Transformer oil is the most demanding insulating-liquid specification in the entire lubricant industry. The oil must provide dielectric strength >70 kV at the breakdown voltage test (IEC 60156), tan-delta <0.005 at 90 °C, moisture <30 ppm at filling, and must maintain these properties for the 25–40 year service life of the transformer. The chemistry is highly refined naphthenic mineral oil — a base stock not used in any other lubricant category — with optional DBPC antioxidant. The Indian transformer oil market is dominated by distribution and power utility tenders, where BIS IS 335 compliance is mandatory and procurement is heavily price-driven. This guide covers the chemistry, the test panel, the BIS / IEC requirements and the practical realities of Indian transformer oil supply.
Transformer oil has three functions in a transformer: (1) it provides electrical insulation between the high-voltage windings and the grounded transformer tank, supplementing the cellulose paper insulation around the conductor wire; (2) it provides cooling, circulating thermosiphon or pump-forced through the winding to carry heat to external radiators; (3) in tap-changers and switchgear, it quenches the electrical arc when contacts break under load.

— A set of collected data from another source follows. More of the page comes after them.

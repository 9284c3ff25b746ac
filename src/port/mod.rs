//! Trait definitions (hexagonal ports). Depend only on domain.
//!
//! Ports are the seams between the reconciliation passes and the outside
//! world. Adapters implement them for real venues, the terminal and the
//! filesystem; the `testkit` feature implements them in memory.
//!
//! ```text
//!                 ┌─────────────────────────┐
//!                 │      Application        │
//!     ┌───────────┤  Domain + Port          ├───────────┐
//!     │           └─────────────────────────┘           │
//!     ▼                      ▼                          ▼
//! ┌─────────┐         ┌─────────────┐            ┌───────────┐
//! │ Source  │         │   Target    │            │ Approver/ │
//! │ Venue   │         │   Venue     │            │  Report   │
//! └─────────┘         └─────────────┘            └───────────┘
//! ```

pub mod outbound;

pub use outbound::approval::{AutoApprove, MarketApproval};
pub use outbound::report::UpdateReport;
pub use outbound::venue::{SourceVenue, TargetVenue};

All three functions degrade if the oil is contaminated. Moisture dramatically lowers dielectric strength. Oxidation products (acids, sludge) deposit on conductors, blocking cooling and impairing insulation. Corrosive sulphur compounds attack copper conductors. The 25–40 year service life expected of an Indian distribution transformer (Power Grid contract clauses commonly require 35 years for power transformers) means the oil chemistry must be exceptionally stable. Premium specifications and OEM standards add periodic test schedules to monitor in-service degradation and trigger oil reclamation or replacement when limits are exceeded.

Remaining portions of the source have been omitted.